Automated Program Analysis for Advanced Web Applications

Periodic Reporting for period 3 - PAW (Automated Program Analysis for Advanced Web Applications)

Reporting period: 2018-08-01 to 2020-01-31

Web applications that execute in the user's web browser constitute a substantial part of modern software. JavaScript is the main programming language of the web, although alternatives are emerging, in particular, TypeScript and Dart. Despite the advances in design of languages and libraries, it is difficult to prevent errors when programming such web applications.

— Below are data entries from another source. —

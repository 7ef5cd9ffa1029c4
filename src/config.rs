//! Typed dataset configuration.
//!
//! Every table name, remote URL and local path the jobs touch is derived
//! from [`DatasetLayout`]. [`Table`] is a closed enum, so it doubles as the
//! allow-list of SQL identifiers the query builders may interpolate.

use std::fmt;
use std::path::{Path, PathBuf};
use std::str::FromStr;

use clap::ValueEnum;

use crate::error::OidError;

const REMOTE_BASE: &str = "https://storage.googleapis.com/openimages/2018_04";

/// A train/validation/test split of the dataset.
#[derive(Copy, Clone, Debug, PartialEq, Eq, Hash, PartialOrd, Ord, ValueEnum)]
pub enum Partition {
    Train,
    Validation,
    Test,
}

impl Partition {
    pub const ALL: [Partition; 3] = [Partition::Train, Partition::Validation, Partition::Test];

    pub fn as_str(self) -> &'static str {
        match self {
            Partition::Train => "train",
            Partition::Validation => "validation",
            Partition::Test => "test",
        }
    }
}

impl fmt::Display for Partition {
    fn fmt(&self, f: &mut fmt::Formatter<'_>) -> fmt::Result {
        f.write_str(self.as_str())
    }
}

impl FromStr for Partition {
    type Err = OidError;

    fn from_str(s: &str) -> Result<Self, Self::Err> {
        match s {
            "train" => Ok(Partition::Train),
            "validation" => Ok(Partition::Validation),
            "test" => Ok(Partition::Test),
            other => Err(OidError::UnsupportedPartition(other.to_string())),
        }
    }
}

/// The kinds of CSV artifact the dataset ships.
#[derive(Copy, Clone, Debug, PartialEq, Eq, Hash)]
pub enum ArtifactKind {
    Classes,
    Bboxes,
    Labels,
    Images,
}

impl ArtifactKind {
    pub fn as_str(self) -> &'static str {
        match self {
            ArtifactKind::Classes => "classes",
            ArtifactKind::Bboxes => "bboxes",
            ArtifactKind::Labels => "labels",
            ArtifactKind::Images => "images",
        }
    }
}

/// A table in the relational store.
#[derive(Copy, Clone, Debug, PartialEq, Eq, Hash)]
pub enum Table {
    Classes,
    Bboxes(Partition),
    Labels(Partition),
    Images(Partition),
}

impl Table {
    pub fn for_artifact(kind: ArtifactKind, partition: Partition) -> Self {
        match kind {
            ArtifactKind::Classes => Table::Classes,
            ArtifactKind::Bboxes => Table::Bboxes(partition),
            ArtifactKind::Labels => Table::Labels(partition),
            ArtifactKind::Images => Table::Images(partition),
        }
    }

    pub fn kind(self) -> ArtifactKind {
        match self {
            Table::Classes => ArtifactKind::Classes,
            Table::Bboxes(_) => ArtifactKind::Bboxes,
            Table::Labels(_) => ArtifactKind::Labels,
            Table::Images(_) => ArtifactKind::Images,
        }
    }

    pub fn partition(self) -> Option<Partition> {
        match self {
            Table::Classes => None,
            Table::Bboxes(p) | Table::Labels(p) | Table::Images(p) => Some(p),
        }
    }

    /// The SQL identifier for this table.
    pub fn name(self) -> String {
        match self.partition() {
            None => self.kind().as_str().to_string(),
            Some(p) => format!("{}_{}", self.kind().as_str(), p),
        }
    }

    /// Fails unless this table holds artifacts of `expected` kind.
    pub fn expect_kind(self, expected: ArtifactKind) -> Result<Self, OidError> {
        if self.kind() == expected {
            Ok(self)
        } else {
            Err(OidError::InvalidTable(format!(
                "{} used where a {} table was expected",
                self.name(),
                expected.as_str()
            )))
        }
    }
}

impl fmt::Display for Table {
    fn fmt(&self, f: &mut fmt::Formatter<'_>) -> fmt::Result {
        f.write_str(&self.name())
    }
}

/// One downloadable CSV and the table it is imported into.
#[derive(Clone, Debug, PartialEq, Eq)]
pub struct Artifact {
    pub table: Table,
    pub remote_url: String,
    pub local_path: PathBuf,
}

impl Artifact {
    /// `<group>:<subgroup>` tag used in log lines, e.g. `bboxes:train`.
    pub fn tag(&self) -> String {
        match self.table.partition() {
            None => "metadata:classes".to_string(),
            Some(p) => format!("{}:{}", self.table.kind().as_str(), p),
        }
    }
}

/// Directory layout of a working copy of the dataset.
#[derive(Clone, Debug, PartialEq, Eq)]
pub struct DatasetLayout {
    base_dir: PathBuf,
}

impl DatasetLayout {
    pub fn new(base_dir: impl Into<PathBuf>) -> Self {
        Self {
            base_dir: base_dir.into(),
        }
    }

    pub fn base_dir(&self) -> &Path {
        &self.base_dir
    }

    pub fn dataset_dir(&self) -> PathBuf {
        self.base_dir.join("dataset")
    }

    pub fn images_dir(&self, partition: Partition) -> PathBuf {
        self.base_dir.join("images").join(partition.as_str())
    }

    pub fn labels_dir(&self, partition: Partition) -> PathBuf {
        self.base_dir.join("labels").join(partition.as_str())
    }

    pub fn previews_dir(&self, partition: Partition) -> PathBuf {
        self.base_dir.join("previews").join(partition.as_str())
    }

    pub fn database_path(&self) -> PathBuf {
        self.base_dir.join("dataset.sqlite")
    }

    /// The artifact backing `table`.
    pub fn artifact(&self, table: Table) -> Artifact {
        let (remote, file_name) = match table {
            Table::Classes => (
                format!("{REMOTE_BASE}/class-descriptions-boxable.csv"),
                "class-descriptions-boxable.csv".to_string(),
            ),
            Table::Bboxes(p) => {
                let file = format!("{p}-annotations-bbox.csv");
                (format!("{REMOTE_BASE}/{p}/{file}"), file)
            }
            Table::Labels(p) => {
                let file = format!("{p}-annotations-human-imagelabels-boxable.csv");
                (format!("{REMOTE_BASE}/{p}/{file}"), file)
            }
            Table::Images(p) => {
                // Only the train split carries the "boxable" qualifier.
                let file = match p {
                    Partition::Train => "train-images-boxable-with-rotation.csv".to_string(),
                    other => format!("{other}-images-with-rotation.csv"),
                };
                (format!("{REMOTE_BASE}/{p}/{file}"), file)
            }
        };

        Artifact {
            table,
            remote_url: remote,
            local_path: self.dataset_dir().join(file_name),
        }
    }

    /// All artifacts: the class taxonomy first, then bboxes, labels and
    /// images for each partition.
    pub fn artifacts(&self) -> Vec<Artifact> {
        let mut out = vec![self.artifact(Table::Classes)];
        for kind in [ArtifactKind::Bboxes, ArtifactKind::Labels, ArtifactKind::Images] {
            for partition in Partition::ALL {
                out.push(self.artifact(Table::for_artifact(kind, partition)));
            }
        }
        out
    }
}
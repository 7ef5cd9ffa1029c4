//! Fuzz target for single-line label parsing.

#![no_main]

use std::path::Path;

use libfuzzer_sys::fuzz_target;
use oidlabel::export::parse_label_line;

fuzz_target!(|data: &[u8]| {
    if data.len() > 10 * 1024 * 1024 {
        return;
    }

    let Ok(line) = std::str::from_utf8(data) else {
        return;
    };

    let _ = parse_label_line(line, Path::new("fuzz.txt"), 1);
});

Although the basic principles of software verification have been known for decades and researchers have developed an abundance of techniques for formal reasoning about programs, modern software has lots of errors, as everyday users can testify.

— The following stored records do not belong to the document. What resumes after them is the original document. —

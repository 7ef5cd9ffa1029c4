//! oidlabel: Open Images bounding boxes to YOLO labels.
//!
//! Downloads the Open Images boxable annotation CSVs, imports them into
//! SQLite, and extracts per-image label files and previews for
//! object-detection training.
//!
//! # Modules
//!
//! - [`config`]: partitions, tables, artifact URLs and local paths
//! - [`store`]: SQLite schema, CSV import and the annotation query builder
//! - [`geom`]: box forms and rotation correction
//! - [`export`]: label file writer and parser
//! - [`fetch`]: HTTP downloads
//! - [`preview`]: box outlines drawn on images
//! - [`jobs`]: the batch jobs behind each subcommand
//! - [`logging`]: the log sink passed to every job
//! - [`error`]: error types

pub mod config;
pub mod error;
pub mod export;
pub mod fetch;
pub mod geom;
pub mod jobs;
pub mod logging;
pub mod preview;
pub mod store;

use std::path::PathBuf;
use std::time::Duration;

use clap::{Parser, Subcommand};

use config::{DatasetLayout, Partition};
pub use error::OidError;
use fetch::Fetcher;
use logging::{LogLevel, LogSink};
use store::Store;

/// The oidlabel CLI application.
#[derive(Parser)]
#[command(name = "oidlabel")]
#[command(version, about)]
#[command(propagate_version = true)]
struct Cli {
    /// Log level.
    #[arg(
        short = 'l',
        long = "loglevel",
        value_enum,
        ignore_case = true,
        default_value = "info",
        global = true
    )]
    loglevel: LogLevel,

    /// Working directory holding dataset/, images/, labels/, previews/ and
    /// dataset.sqlite.
    #[arg(long, env = "OIDLABEL_HOME", default_value = ".", global = true)]
    base_dir: PathBuf,

    /// HTTP timeout in seconds for each request. Unset means no timeout.
    #[arg(long, global = true)]
    timeout: Option<u64>,

    #[command(subcommand)]
    command: Commands,
}

/// Available subcommands.
#[derive(Subcommand)]
enum Commands {
    /// Download the annotation CSVs.
    DownloadDataset,
    /// Rebuild dataset.sqlite from the downloaded CSVs.
    Import,
    /// Download images and write labels and previews for a partition.
    DownloadImages(DownloadImagesArgs),
    /// Render one image with its boxes.
    Preview(PreviewArgs),
    /// Copy images and labels of selected class indices out of a YOLO set.
    ExtractClasses(ExtractClassesArgs),
    /// Check that image files decode.
    VerifyImages(VerifyImagesArgs),
}

#[derive(clap::Args)]
struct DownloadImagesArgs {
    /// Set of data (train, validation or test).
    #[arg(long = "set", value_enum, default_value = "train")]
    set: Partition,

    /// Classes to download (e.g. Person "Human eye").
    #[arg(long, num_args = 1..)]
    classes: Vec<String>,

    /// Overwrite existing images, labels and previews.
    #[arg(long)]
    overwrite: bool,

    /// Skip drawing previews.
    #[arg(long)]
    without_preview: bool,

    /// Maximum number of images.
    #[arg(long)]
    limit: Option<u64>,

    /// Images to skip before the first download (used with --limit).
    #[arg(long, default_value_t = 0)]
    offset: u64,
}

#[derive(clap::Args)]
struct PreviewArgs {
    /// Image id to preview.
    image_id: String,

    /// Set of data (train, validation or test).
    #[arg(long = "set", value_enum, default_value = "train")]
    set: Partition,

    /// Classes to draw.
    #[arg(long, num_args = 1..)]
    classes: Vec<String>,

    /// Output image path.
    #[arg(short, long)]
    output: Option<PathBuf>,
}

#[derive(clap::Args)]
struct ExtractClassesArgs {
    /// File listing one image path per line.
    images_list: PathBuf,

    /// Output directory.
    output_dir: PathBuf,

    /// Class indices to keep, in their new order.
    #[arg(long = "extract-class-nos", alias = "extract_class_nos", num_args = 1.., required = true)]
    extract_class_nos: Vec<usize>,
}

#[derive(clap::Args)]
struct VerifyImagesArgs {
    /// Image files or directories.
    #[arg(required = true)]
    images: Vec<PathBuf>,
}

/// Run the oidlabel CLI.
///
/// This is the main entry point for the CLI, called from `main.rs`.
pub fn run() -> Result<(), OidError> {
    let cli = Cli::parse();

    logging::init(cli.loglevel);
    let log = LogSink::new(cli.loglevel.to_filter());
    let layout = DatasetLayout::new(&cli.base_dir);
    let fetcher = match cli.timeout {
        Some(secs) => Fetcher::with_timeout(Duration::from_secs(secs)),
        None => Fetcher::new(),
    };

    match cli.command {
        Commands::DownloadDataset => {
            jobs::download_dataset(&layout, &fetcher, &log)?;
            Ok(())
        }
        Commands::Import => {
            for (table, rows) in jobs::import_dataset(&layout, &log)? {
                println!("{table}: {rows} row(s)");
            }
            Ok(())
        }
        Commands::DownloadImages(args) => run_download_images(&layout, &fetcher, args, &log),
        Commands::Preview(args) => run_preview(&layout, &fetcher, args, &log),
        Commands::ExtractClasses(args) => run_extract_classes(args, &log),
        Commands::VerifyImages(args) => run_verify_images(args, &log),
    }
}

fn run_download_images(
    layout: &DatasetLayout,
    fetcher: &Fetcher,
    args: DownloadImagesArgs,
    log: &LogSink,
) -> Result<(), OidError> {
    let store = Store::open(&layout.database_path())?;
    let opts = jobs::HarvestOptions {
        partition: args.set,
        classes: args.classes,
        overwrite: args.overwrite,
        without_preview: args.without_preview,
        limit: args.limit,
        offset: args.offset,
    };
    let report = jobs::download_images(layout, &store, fetcher, &opts, log)?;
    println!("{report}");
    Ok(())
}

fn run_preview(
    layout: &DatasetLayout,
    fetcher: &Fetcher,
    args: PreviewArgs,
    log: &LogSink,
) -> Result<(), OidError> {
    let store = Store::open(&layout.database_path())?;
    let opts = jobs::PreviewOptions {
        partition: args.set,
        image_id: args.image_id,
        classes: args.classes,
        output: args.output,
    };
    if let Some(path) = jobs::preview_image(layout, &store, fetcher, &opts, log)? {
        println!("{}", path.display());
    }
    Ok(())
}

fn run_extract_classes(args: ExtractClassesArgs, log: &LogSink) -> Result<(), OidError> {
    let opts = jobs::ExtractOptions {
        images_list: args.images_list,
        output_dir: args.output_dir,
        class_nos: args.extract_class_nos,
    };
    let summary = jobs::extract_classes(&opts, log)?;
    println!(
        "Copied {} of {} image(s), {} label(s) kept",
        summary.images_copied, summary.images_scanned, summary.labels_kept
    );
    Ok(())
}

fn run_verify_images(args: VerifyImagesArgs, log: &LogSink) -> Result<(), OidError> {
    let report = jobs::verify_images(&args.images, log)?;
    for path in &report.checked {
        println!("{}", path.display());
    }
    if report.is_ok() {
        Ok(())
    } else {
        Err(OidError::VerifyFailed {
            bad_count: report.bad.len(),
            total: report.checked.len(),
        })
    }
}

The PAW project is creating novel automated program analysis algorithms for preventing errors in web applications. Our approach involves a mix of static and dynamic analysis techniques. Our prototype implementations are made openly available to facilitate re-usability.

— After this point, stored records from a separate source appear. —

//! Dataset CSV download and import against a local fake remote.

mod common;

use std::fs;

use common::{bbox_row, image_row, label_row, LocalRemote, BBOX_HEADER, CLASSES_CSV, IMAGE_HEADER, LABEL_HEADER};
use oidlabel::config::{DatasetLayout, Partition, Table};
use oidlabel::jobs::{download_dataset, import_dataset};
use oidlabel::logging::LogSink;
use oidlabel::store::{build_label_query, Store};
use oidlabel::OidError;
use tempfile::TempDir;

/// Publishes one CSV per artifact under `remote/` and maps its URL.
fn remote_for(tmp: &TempDir, layout: &DatasetLayout) -> LocalRemote {
    let remote_dir = tmp.path().join("remote");
    fs::create_dir_all(&remote_dir).unwrap();

    let mut remote = LocalRemote::default();
    for (i, artifact) in layout.artifacts().into_iter().enumerate() {
        let body = match artifact.table {
            Table::Classes => CLASSES_CSV.to_string(),
            Table::Bboxes(p) => format!(
                "{BBOX_HEADER}{}",
                bbox_row(&format!("{p}1"), "/m/dog", (0.2, 0.4, 0.2, 0.4), 0)
            ),
            Table::Labels(p) => format!("{LABEL_HEADER}{}", label_row(&format!("{p}1"), "/m/dog", 1.0)),
            Table::Images(p) => format!(
                "{IMAGE_HEADER}{}",
                image_row(&format!("{p}1"), "http://local/o.jpg", "", "")
            ),
        };
        let path = remote_dir.join(format!("{i}.csv"));
        fs::write(&path, body).unwrap();
        remote = remote.with(&artifact.remote_url, &path);
    }
    remote
}

#[test]
fn download_then_import_loads_every_table() {
    let tmp = TempDir::new().unwrap();
    let layout = DatasetLayout::new(tmp.path().join("work"));
    let remote = remote_for(&tmp, &layout);
    let log = LogSink::silent();

    let fetched = download_dataset(&layout, &remote, &log).expect("download dataset");
    assert_eq!(fetched, 10);
    for artifact in layout.artifacts() {
        assert!(artifact.local_path.is_file(), "{} missing", artifact.tag());
    }

    let counts = import_dataset(&layout, &log).expect("import dataset");
    assert_eq!(counts.len(), 10);
    assert_eq!(counts[0], (Table::Classes, 3));
    assert!(counts[1..].iter().all(|(_, rows)| *rows == 1));

    let store = Store::open(&layout.database_path()).unwrap();
    assert_eq!(store.class_names().unwrap(), vec!["Dog", "Cat", "Car"]);
    let p = Partition::Validation;
    let query =
        build_label_query(Table::Bboxes(p), Table::Labels(p), "validation1", &[], 1.0).unwrap();
    let rows = store.select_labels(&query).unwrap();
    assert_eq!(rows.len(), 1);
    assert_eq!(rows[0].class_name, "Dog");
}

#[test]
fn reimport_replaces_existing_database() {
    let tmp = TempDir::new().unwrap();
    let layout = DatasetLayout::new(tmp.path().join("work"));
    let remote = remote_for(&tmp, &layout);
    let log = LogSink::silent();
    download_dataset(&layout, &remote, &log).unwrap();

    import_dataset(&layout, &log).unwrap();
    let counts = import_dataset(&layout, &log).expect("second import");
    assert_eq!(counts[0], (Table::Classes, 3));
}

#[test]
fn import_without_csvs_fails() {
    let tmp = TempDir::new().unwrap();
    let layout = DatasetLayout::new(tmp.path());

    let err = import_dataset(&layout, &LogSink::silent()).unwrap_err();
    assert!(matches!(err, OidError::Io(_) | OidError::Csv(_)));
}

The overall objectives of the project are to:
1) enable analysis of programs that use new programming language features,
2) develop analysis abstractions that enable analysis of complex libraries and frameworks,
3) expand the capabilities of automated testing techniques,
4) support migration and evolution of software, and
5) provide reusable program analysis infrastructure.
"So far, we have produced a number of scientific results that span all five objectives and that have been published at top conferences and journals:

Type Test Scripts for TypeScript Testing , Kristensen and Møller. OOPSLA 2017.
""TypeScript applications often use untyped JavaScript libraries. To support static type checking of such applications, the typed APIs of the libraries are expressed as separate declaration files. This raises the challenge of checking that the declaration files are correct with respect to the library implementations. Previous work has shown that mismatches are frequent and cause TypeScript's type checker to misguide the programmers by rejecting correct applications and accepting incorrect ones.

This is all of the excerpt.